Mais le Ghayrog Mizguun Troyzt, qui n’avait pas besoin de dormir, puisque ce n’était pas sa saison d’hibernation, fut en mesure de fournir des renseignements plus intéressants. À une heure avancée de la nuit, le Ghayrog s’était éloigné du village pour se rendre à l’endroit où ils avaient laissé les flotteurs, afin de huiler les rotors pour les protéger du froid et d’effectuer quelques travaux d’entretien sur les véhicules ; sur le chemin du retour, dans l’obscurité, juste avant l’aube, il avait aperçu le Changeforme qui traversait l’esplanade en direction du passage qui s’ouvrait derrière le palais royal.

Par pure curiosité, Mizguun Troyzt avait observé un moment Korinaam pendant qu’il se dirigeait vers l’arrière du palais, où il s’était fondu dans les ténèbres. Et puis, après tout, ce que manigançait le Changeforme ne le regardait en rien.

— Mizguun Troyzt avait regagné sa chambre pour attendre le lever du jour. Et il était apparemment le dernier à avoir vu Korinaam.

Qu’y avait-il derrière le palais royal ?

Eh bien, il y avait le début du sentier qui s’élevait à flanc de montagne pour rejoindre la chasse royale.

Bien sûr ! Bien sûr ! La situation devint aussitôt limpide pour Harpirias. Korinaam avait dû essayer d’entrer en contact avec ses frères récemment découverts sur les hauteurs dominant le village !

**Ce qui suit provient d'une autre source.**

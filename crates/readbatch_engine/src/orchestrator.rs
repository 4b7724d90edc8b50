//! Sequential per-account pipeline: login, book selection, parameters, remote start.

use std::sync::Arc;

use rand::rngs::StdRng;
use rand::seq::SliceRandom;
use rand::SeedableRng;
use readbatch_core::{
    randomize, BookMode, Credential, RunSettings, StatusUpdate, TaskId, TaskStatus,
    ValidationError,
};
use readbatch_logging::{batch_debug, batch_error, batch_info, batch_warn, redact};
use tokio_util::sync::CancellationToken;

use crate::{Book, BookApi, BookQuery, OrchestrationError, StartTask, TaskStore};

/// Longest error text stored on a task.
pub const MAX_ERROR_CHARS: usize = 100;
const MAX_BOOK_NAME_CHARS: usize = 50;

pub struct Orchestrator {
    api: Arc<dyn BookApi>,
    store: TaskStore,
    settings: RunSettings,
    rng: StdRng,
}

impl Orchestrator {
    /// `seed` pins the book picks and reading targets; `None` seeds from entropy.
    pub fn new(
        api: Arc<dyn BookApi>,
        store: TaskStore,
        settings: RunSettings,
        seed: Option<u64>,
    ) -> Self {
        let rng = match seed {
            Some(seed) => StdRng::seed_from_u64(seed),
            None => StdRng::from_entropy(),
        };
        Self {
            api,
            store,
            settings,
            rng,
        }
    }

    /// Drives every task in submission order, one at a time.
    ///
    /// When `stop` fires, the account in flight finishes its current remote call,
    /// no further account starts, and tasks still pending are canceled.
    pub async fn run_batch(&mut self, stop: &CancellationToken) {
        let ids = self.store.ids();
        batch_info!("starting orchestration for {} account(s)", ids.len());

        for id in &ids {
            if stop.is_cancelled() {
                batch_warn!("processing stopped by user; remaining accounts will not start");
                break;
            }
            self.process_account(id, stop).await;
        }

        if stop.is_cancelled() {
            let pending = self.store.pending_ids();
            self.store.cancel(&pending, "stopped by user");
        }
        self.store.refresh();
        batch_info!("sequential processing finished");
    }

    pub async fn process_account(&mut self, id: &TaskId, stop: &CancellationToken) {
        if let Err(err) = self.drive(id, stop).await {
            batch_error!(task = id; "orchestration failed: {}", err);
            let terminal = self
                .store
                .status(id.as_str())
                .is_some_and(|status| status.is_terminal());
            if !terminal {
                let message = format!("error: {}", truncate(&err.to_string(), MAX_ERROR_CHARS));
                self.store
                    .set_status(id.as_str(), StatusUpdate::new(TaskStatus::error(), message));
            }
        }
        self.store.refresh();
    }

    async fn drive(&mut self, id: &TaskId, stop: &CancellationToken) -> Result<(), OrchestrationError> {
        if stop.is_cancelled() {
            batch_warn!(task = id; "stop requested, skipping account");
            self.store.set_status(
                id.as_str(),
                StatusUpdate::new(TaskStatus::canceled(), "stopped before start"),
            );
            return Ok(());
        }

        let Some(record) = self.store.record(id.as_str()) else {
            batch_warn!(task = id; "task vanished from the registry");
            return Ok(());
        };
        batch_info!(task = id; "starting orchestration for {}", record.login());

        let Some(token) = self.login(id, &record.credential).await else {
            return Ok(());
        };

        self.store.set_status(
            id.as_str(),
            StatusUpdate::new(TaskStatus::SELECTING_BOOK, "selecting book via api..."),
        );
        let book = self.select_book(&token).await?.into_selected();
        self.store.set_status(
            id.as_str(),
            StatusUpdate::new(
                TaskStatus::BOOK_SELECTED,
                format!(
                    "book: {}. computing parameters...",
                    truncate(&book.name, MAX_BOOK_NAME_CHARS)
                ),
            )
            .with_book(book.name.clone()),
        );
        batch_info!(task = id; "book selected: {} ({})", book.name, book.slug);

        let targets = randomize(&self.settings.ranges, &mut self.rng);
        self.store.attach_targets(id.as_str(), book.clone(), targets);
        let params = format!(
            "params: {}% / {}m / {} questions",
            targets.read_percentage, targets.read_time, targets.max_questions
        );
        self.store.set_status(
            id.as_str(),
            StatusUpdate::new(
                TaskStatus::STARTING_TASK,
                format!("{params}. starting remote task..."),
            )
            .with_book(book.name.clone()),
        );

        if stop.is_cancelled() {
            self.store.set_status(
                id.as_str(),
                StatusUpdate::new(TaskStatus::canceled(), "stopped before remote task start"),
            );
            return Ok(());
        }

        let request = StartTask {
            task_id: id.clone(),
            book: book.clone(),
            targets,
        };
        let started = self
            .api
            .start_task(&token, &request)
            .await
            .map_err(|err| {
                if err.is_contract_violation() {
                    OrchestrationError::UnexpectedResponse(err)
                } else {
                    OrchestrationError::StartTask(err)
                }
            })?;
        batch_info!(task = id; "remote task started");

        let update = match started.initial_status {
            Some(initial) => StatusUpdate::new(
                initial.status.unwrap_or_else(|| TaskStatus::STARTED.to_string()),
                initial
                    .progress_message
                    .unwrap_or_else(|| "task started via api".to_string()),
            )
            .with_detail(initial.message),
            None => StatusUpdate::new(TaskStatus::STARTED, "task started via api"),
        };
        self.store.hand_off(id.as_str(), update.with_book(book.name));
        Ok(())
    }

    /// Records its own failure on the task and returns `None`.
    async fn login(&self, id: &TaskId, credential: &Credential) -> Option<String> {
        self.store.set_status(
            id.as_str(),
            StatusUpdate::new(TaskStatus::AUTHENTICATING, "authenticating..."),
        );

        match self.api.login(credential.login(), credential.password()).await {
            Ok(token) => {
                batch_debug!(task = id; "token obtained: {}", redact(&token, 10));
                self.store.set_status(
                    id.as_str(),
                    StatusUpdate::new(TaskStatus::LOGGED_IN, "login ok"),
                );
                Some(token)
            }
            Err(err) => {
                batch_error!(task = id; "login failed: {}", err);
                let message = format!("login failed: {}", truncate(&err.to_string(), MAX_ERROR_CHARS));
                self.store
                    .set_status(id.as_str(), StatusUpdate::new(TaskStatus::error(), message));
                None
            }
        }
    }

    async fn select_book(&mut self, token: &str) -> Result<Book, OrchestrationError> {
        let mode = self.settings.mode.clone();
        match &mode {
            BookMode::Recommended => {
                let books = self.lookup(BookQuery::Recommended, token).await?;
                books
                    .choose(&mut self.rng)
                    .cloned()
                    .ok_or_else(|| OrchestrationError::NoBooks("no recommended books found".to_string()))
            }
            BookMode::Indicated => {
                let books = self.lookup(BookQuery::Indicated, token).await?;
                books
                    .choose(&mut self.rng)
                    .cloned()
                    .ok_or_else(|| OrchestrationError::NoBooks("no indicated books found".to_string()))
            }
            BookMode::Search(term) => {
                let term = term.trim();
                if term.is_empty() {
                    return Err(ValidationError::MissingSearchTerm.into());
                }
                // Search results come pre-ranked; take the best match.
                let books = self.lookup(BookQuery::Search(term), token).await?;
                books
                    .into_iter()
                    .next()
                    .ok_or_else(|| OrchestrationError::NoBooks(format!("no books found for '{term}'")))
            }
            BookMode::Slug(slug) => {
                let slug = slug.trim();
                if slug.is_empty() {
                    return Err(ValidationError::MissingSlug.into());
                }
                Ok(Book::with_slug(slug))
            }
        }
    }

    async fn lookup(&self, query: BookQuery<'_>, token: &str) -> Result<Vec<Book>, OrchestrationError> {
        self.api
            .find_books(query, token)
            .await
            .map_err(|source| OrchestrationError::BookLookup {
                mode: query.label(),
                source,
            })
    }
}

fn truncate(text: &str, max_chars: usize) -> String {
    text.chars().take(max_chars).collect()
}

Ce qui était à la fois inquiétant et exaspérant. Malgré le temps qui s’était écoulé depuis leur arrivée, les négociations avec Toikella n’avaient pas encore réellement commencé. Le roi avait été beaucoup trop préoccupé ces derniers jours par l’incursion des Eililylal dans son territoire pour trouver le temps d’engager des discussions avec Harpirias.